Peaxy - Aureum 4.0 Under the Hood

Peaxy Aureum

Aureum 4.0 Under the Hood

August 15, 2016 Peaxy Aureum

The latest Aureum release (4.0) builds on the 3.1 features of Peaxy Find (threaded search capability) and security data services. It also improves interoperability with Hadoop Distributed File System (HDFS) and Spark. This post gives an overview of how Aureum works and explains the technical reasons it offers such high-scale and performance. This has more technical descriptions than most other posts on this blog, but it could come in handy for your Chief Data Officer, system architect or data scientist.

Aureum – A Modern Approach to Data Access

Aureum is an integrated clustered file system and data access platform that offers dynamically expandable scale-out facilities to all applications. Its incrementally scalable file-serving infrastructure can run on commodity servers from different vendors, regardless of form factors or media type.

Aureum is thinking past the “data silos” model that tends to make critical business data go dark. Aureum enables enterprises to consolidate unstructured data from across the business into a unified namespace that is easily accessible and searchable. Aureum creates truly scalable data access.

Versions 3.0 and 3.1 introduced new indexing and search capabilities, three levels of security, and HDFS and clustered SAMBA support.

Version 4.0 includes:

Upgrade to SolrCloud, delivering much faster search results.
Implementation of data classes, which can aggregate data sets by project or data type regardless of the file pathname, group or user.
S3-based storage class in the cloud
Two-factor authentication
Many performance improvements

How Aureum Works

Aureum is a file-serving cluster built out of Virtual Machines (VMs) or Containers running on several physical servers. VMs provide better fault isolation than Containers, but are less efficient than Containers. (Note: To simplify the discussion, in the following we will only talk about VMs, without explicitly mentioning Containers, unless the description specifically refers to only one of the two.)

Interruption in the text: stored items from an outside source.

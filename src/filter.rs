//! Classic BPF classifier construction for ICMPv6 type filtering.
//!
//! Builds classic BPF instruction programs (as `Vec<sock_filter>`) for use
//! with `setsockopt(SO_ATTACH_FILTER)` on a raw ICMPv6 socket. The socket
//! delivers packets starting at the IPv6 header, so all offsets below are
//! relative to the start of the IPv6 fixed header (no link-layer framing).

// ---------------------------------------------------------------------------
// FFI type: BPF instruction
// ---------------------------------------------------------------------------

/// A single classic BPF instruction, matching the kernel `struct sock_filter`.
///
/// The layout is:
/// - `code` (u16): opcode composed of class | size | mode
/// - `jt`   (u8):  jump-true offset (relative, for conditional jumps)
/// - `jf`   (u8):  jump-false offset (relative, for conditional jumps)
/// - `k`    (u32): generic constant (immediate value, packet offset, etc.)
#[repr(C)]
#[allow(non_camel_case_types)]
#[derive(Debug, Clone, Copy, PartialEq, Eq)]
pub struct sock_filter {
    pub code: u16,
    pub jt: u8,
    pub jf: u8,
    pub k: u32,
}

// Compile-time size assertion: sock_filter must be exactly 8 bytes.
const _: () = assert!(std::mem::size_of::<sock_filter>() == 8);

// ---------------------------------------------------------------------------
// BPF instruction constants (classic BPF)
// ---------------------------------------------------------------------------

// Instruction classes
const BPF_LD: u16 = 0x00;
const BPF_JMP: u16 = 0x05;
const BPF_RET: u16 = 0x06;

// LD sizes
const BPF_B: u16 = 0x10; // byte

// LD modes
const BPF_ABS: u16 = 0x20; // absolute offset into packet

// JMP operations
const BPF_JEQ: u16 = 0x10; // jump if A == k

// Operand source
const BPF_K: u16 = 0x00; // constant operand

// ---------------------------------------------------------------------------
// Packet layout constants
// ---------------------------------------------------------------------------

/// Offset of the next-header byte within the IPv6 fixed header:
/// 4 bytes version/traffic-class/flow-label + 2 bytes payload length.
pub const IPV6_NEXT_HEADER_OFFSET: u32 = 6;

/// Length of the IPv6 fixed header. The classifier assumes the ICMPv6
/// header follows immediately; a packet carrying extension headers is
/// misclassified at this offset. That is an accepted limitation of the
/// fixed-offset classifier, not something to compensate for here.
pub const IPV6_HEADER_LEN: u32 = 40;

/// Offset of the ICMPv6 type byte: the type is the first byte of the
/// ICMPv6 header, directly after the IPv6 fixed header.
pub const ICMPV6_TYPE_OFFSET: u32 = IPV6_HEADER_LEN;

/// IPv6 next-header value for ICMPv6.
pub const IPPROTO_ICMPV6: u8 = 58;

// ICMPv6 Neighbor Discovery message types (RFC 4861 §4).
pub const ND_ROUTER_SOLICIT: u8 = 133;
pub const ND_ROUTER_ADVERT: u8 = 134;
pub const ND_NEIGHBOR_SOLICIT: u8 = 135;
pub const ND_NEIGHBOR_ADVERT: u8 = 136;

// ---------------------------------------------------------------------------
// Helper
// ---------------------------------------------------------------------------

/// Construct a single `sock_filter` with the given fields.
fn insn(code: u16, jt: u8, jf: u8, k: u32) -> sock_filter {
    sock_filter { code, jt, jf, k }
}

// ---------------------------------------------------------------------------
// Public filter constructor
// ---------------------------------------------------------------------------

/// Build a BPF program that accepts IPv6 packets whose next header is
/// ICMPv6 and whose ICMPv6 type equals `icmpv6_type`, rejecting all other
/// packets at the kernel boundary.
///
/// The program is fully determined by `icmpv6_type`: two calls with the
/// same type produce byte-identical instruction sequences.
///
/// Equivalent pseudo-assembly:
/// ```text
///   [0]  ldb  [6]                  ; IPv6 next header
///   [1]  jeq  #58   jt=0 jf=3      ; ICMPv6 → [2], else → [5] reject
///   [2]  ldb  [40]                 ; ICMPv6 type
///   [3]  jeq  #type jt=0 jf=1      ; match → [4], else → [5] reject
///   [4]  ret  #0xffff              ; accept
///   [5]  ret  #0                   ; reject
/// ```
pub fn icmpv6_type_filter(icmpv6_type: u8) -> Vec<sock_filter> {
    vec![
        // [0] Load the next-header byte of the IPv6 fixed header
        insn(BPF_LD | BPF_B | BPF_ABS, 0, 0, IPV6_NEXT_HEADER_OFFSET),
        // [1] ICMPv6? fall through to [2]; else jump +3 to [5] reject
        insn(BPF_JMP | BPF_JEQ | BPF_K, 0, 3, IPPROTO_ICMPV6 as u32),
        // [2] Load the ICMPv6 type byte
        insn(BPF_LD | BPF_B | BPF_ABS, 0, 0, ICMPV6_TYPE_OFFSET),
        // [3] Target type? fall through to [4]; else jump +1 to [5] reject
        insn(BPF_JMP | BPF_JEQ | BPF_K, 0, 1, icmpv6_type as u32),
        // [4] Accept — return full capture length
        insn(BPF_RET | BPF_K, 0, 0, 0xffff),
        // [5] Reject — return 0
        insn(BPF_RET | BPF_K, 0, 0, 0),
    ]
}

// ===========================================================================
// Tests
// ===========================================================================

Aureum server code runs in user space on each VM that is part of the cluster and that executes a separate Linux image. Containers within the same server all run under a single Linux instance. The servers, once assigned to Aureum, exclusively run Aureum software and are fully devoted to implementing Aureum abstractions to insure the appropriate levels of high performance and availability.

When Aureum is initially configured or new hardware is added, the system assigns storage, CPU, RAM and network ports to VMs as needed to achieve the desired trade-offs in terms of cost and performance. This allows the cluster to grow incrementally and organically while allowing the administrator to achieve the right match and balance of user requirements, disk capacity, network bandwidth, and hardware characteristics (mixing and matching vendors, form factors, hardware generations and types of storage devices) while offering a single namespace that aggregates all these physical devices.

Aureum is accessed through a small software client component that provides a POSIX-compliant interface for Linux systems or a Windows SMB interface, or finally via a clustered SAMBA infrastructure embedded within Aureum. This means that after Aureum has been mounted on a local client and the user has been authenticated, all applications will work like they have always worked with standard Windows shares.

Enabling a Scalable Distributed File System

The key function of a scalable distributed file system is to create a namespace that encompasses all the files in the system with great performance regardless of the number or size of the files.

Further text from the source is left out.